__REQUIREMENT__
Can you output the records below exactly as they are written?

::: RECORDS FOR THIS TASK

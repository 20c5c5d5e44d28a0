//! Document lifecycle. Each transition reads a snapshot, checks its
//! preconditions, then writes conditioned on the snapshot's status so that
//! concurrent decisions resolve to exactly one winner.

use chrono::{DateTime, Utc};
use std::sync::Arc;
use std::time::Duration;
use uuid::Uuid;

use super::audit::AuditLedger;
use super::jwt::{SessionClaims, StepUpClaims};
use super::metrics::record_transition;
use super::rbac::permits_document_type;
use super::scoring::{score_with_fallback, AuthenticityScorer, ScoreRequest};
use super::store::VaultStore;
use super::ServiceError;
use crate::models::{
    AuditAction, AuditDetails, AuditLogEntry, Decision, Document, DocumentMetadata,
    DocumentStatus, Role, TargetKind,
};

#[derive(Debug)]
pub struct NewRequest {
    pub doc_type: String,
    pub title: String,
    pub notes: Option<String>,
}

#[derive(Debug)]
pub struct NewUpload {
    pub doc_type: String,
    pub title: String,
    pub content_locator: String,
    pub size_bytes: i64,
    pub mime_type: String,
    pub content_hash: Option<String>,
}

#[derive(Debug)]
pub struct NewIssuance {
    pub nin: String,
    pub doc_type: String,
    pub title: String,
    pub content_locator: String,
    pub metadata: Option<DocumentMetadata>,
    pub valid_until: Option<DateTime<Utc>>,
}

#[derive(Debug)]
pub enum VerifyOutcome {
    Verified(Document),
    /// The row is gone; this is the last snapshot, marked `REJECTED`.
    Rejected(Document),
}

#[derive(Debug)]
pub struct ViewGrant {
    pub document_id: Uuid,
    pub content_locator: String,
    pub mime_type: Option<String>,
}

#[derive(Clone)]
pub struct DocumentService {
    store: Arc<dyn VaultStore>,
    ledger: AuditLedger,
    scorer: Arc<dyn AuthenticityScorer>,
    scoring_timeout: Duration,
}

fn required(value: &str, field: &str) -> Result<String, ServiceError> {
    let trimmed = value.trim();
    if trimmed.is_empty() {
        return Err(ServiceError::Validation(format!("{} is required", field)));
    }
    Ok(trimmed.to_string())
}
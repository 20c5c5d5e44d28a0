use chrono::{DateTime, Utc};
use serde::{Deserialize, Serialize};
use utoipa::ToSchema;
use uuid::Uuid;

/// Government organization. Routing tags restrict which document types its
/// officers may verify or issue; an empty tag list means unrestricted.
#[derive(Debug, Clone, Serialize, Deserialize, ToSchema)]
#[serde(rename_all = "camelCase")]
pub struct Organization {
    pub id: Uuid,
    pub name: String,
    #[serde(rename = "type")]
    pub org_type: String,
    pub code: String,
    pub tier: i32,
    pub routing_tags: Vec<String>,
    pub created_at: DateTime<Utc>,
}

impl Organization {
    pub fn new(
        name: String,
        org_type: String,
        code: String,
        tier: i32,
        routing_tags: Vec<String>,
    ) -> Self {
        Self {
            id: Uuid::new_v4(),
            name: name.trim().to_string(),
            org_type: org_type.trim().to_string(),
            code: code.trim().to_uppercase(),
            tier,
            routing_tags: routing_tags
                .into_iter()
                .map(|tag| tag.trim().to_string())
                .filter(|tag| !tag.is_empty())
                .collect(),
            created_at: Utc::now(),
        }
    }

    pub fn handles(&self, doc_type: &str) -> bool {
        self.routing_tags.is_empty()
            || self
                .routing_tags
                .iter()
                .any(|tag| tag.eq_ignore_ascii_case(doc_type.trim()))
    }
}
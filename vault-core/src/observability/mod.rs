pub mod logging;

pub use logging::{init_tracing, shutdown_tracing};
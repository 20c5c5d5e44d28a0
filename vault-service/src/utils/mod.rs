pub mod password;
pub mod token;
pub mod validation;

pub use password::{hash_password, verify_password, Password, PasswordHashString};
pub use token::{generate_reset_token, hash_token};
pub use validation::ValidatedJson;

::::::

__EXERCISE SOLUTION__
repository 20c5c5d5e44d28a0
//! Document lifecycle. Each transition reads a snapshot, checks its
//! preconditions, then writes conditioned on the snapshot's status so that
//! concurrent decisions resolve to exactly one winner.

use chrono::{DateTime, Utc};
use std::sync::Arc;
use std::time::Duration;
use uuid::Uuid;

use super::audit::AuditLedger;
use super::jwt::{SessionClaims, StepUpClaims};
use super::metrics::record_transition;
use super::rbac::permits_document_type;
use super::scoring::{score_with_fallback, AuthenticityScorer, ScoreRequest};
use super::store::VaultStore;
use super::ServiceError;
use crate::models::{
    AuditAction, AuditDetails, AuditLogEntry, Decision, Document, DocumentMetadata,
    DocumentStatus, Role, TargetKind,
};

#[derive(Debug)]
pub struct NewRequest {
    pub doc_type: String,
    pub title: String,
    pub notes: Option<String>,
}

#[derive(Debug)]
pub struct NewUpload {
    pub doc_type: String,
    pub title: String,
    pub content_locator: String,
    pub size_bytes: i64,
    pub mime_type: String,
    pub content_hash: Option<String>,
}

#[derive(Debug)]
pub struct NewIssuance {
    pub nin: String,
    pub doc_type: String,
    pub title: String,
    pub content_locator: String,
    pub metadata: Option<DocumentMetadata>,
    pub valid_until: Option<DateTime<Utc>>,
}

#[derive(Debug)]
pub enum VerifyOutcome {
    Verified(Document),
    /// The row is gone; this is the last snapshot, marked `REJECTED`.
    Rejected(Document),
}

#[derive(Debug)]
pub struct ViewGrant {
    pub document_id: Uuid,
    pub content_locator: String,
    pub mime_type: Option<String>,
}

#[derive(Clone)]
pub struct DocumentService {
    store: Arc<dyn VaultStore>,
    ledger: AuditLedger,
    scorer: Arc<dyn AuthenticityScorer>,
    scoring_timeout: Duration,
}

fn required(value: &str, field: &str) -> Result<String, ServiceError> {
    let trimmed = value.trim();
    if trimmed.is_empty() {
        return Err(ServiceError::Validation(format!("{} is required", field)));
    }
    Ok(trimmed.to_string())
}
repository 20c5c5d5e44d28a0
use chrono::{DateTime, Utc};
use serde::{Deserialize, Serialize};
use utoipa::ToSchema;
use uuid::Uuid;

/// Government organization. Routing tags restrict which document types its
/// officers may verify or issue; an empty tag list means unrestricted.
#[derive(Debug, Clone, Serialize, Deserialize, ToSchema)]
#[serde(rename_all = "camelCase")]
pub struct Organization {
    pub id: Uuid,
    pub name: String,
    #[serde(rename = "type")]
    pub org_type: String,
    pub code: String,
    pub tier: i32,
    pub routing_tags: Vec<String>,
    pub created_at: DateTime<Utc>,
}

impl Organization {
    pub fn new(
        name: String,
        org_type: String,
        code: String,
        tier: i32,
        routing_tags: Vec<String>,
    ) -> Self {
        Self {
            id: Uuid::new_v4(),
            name: name.trim().to_string(),
            org_type: org_type.trim().to_string(),
            code: code.trim().to_uppercase(),
            tier,
            routing_tags: routing_tags
                .into_iter()
                .map(|tag| tag.trim().to_string())
                .filter(|tag| !tag.is_empty())
                .collect(),
            created_at: Utc::now(),
        }
    }

    pub fn handles(&self, doc_type: &str) -> bool {
        self.routing_tags.is_empty()
            || self
                .routing_tags
                .iter()
                .any(|tag| tag.eq_ignore_ascii_case(doc_type.trim()))
    }
}
filename vault-core/src/observability/mod.rs
pub mod logging;

pub use logging::{init_tracing, shutdown_tracing};
repository 20c5c5d5e44d28a0
filename vault-service/src/utils/mod.rs
pub mod password;
pub mod token;
pub mod validation;

pub use password::{hash_password, verify_password, Password, PasswordHashString};
pub use token::{generate_reset_token, hash_token};
pub use validation::ValidatedJson;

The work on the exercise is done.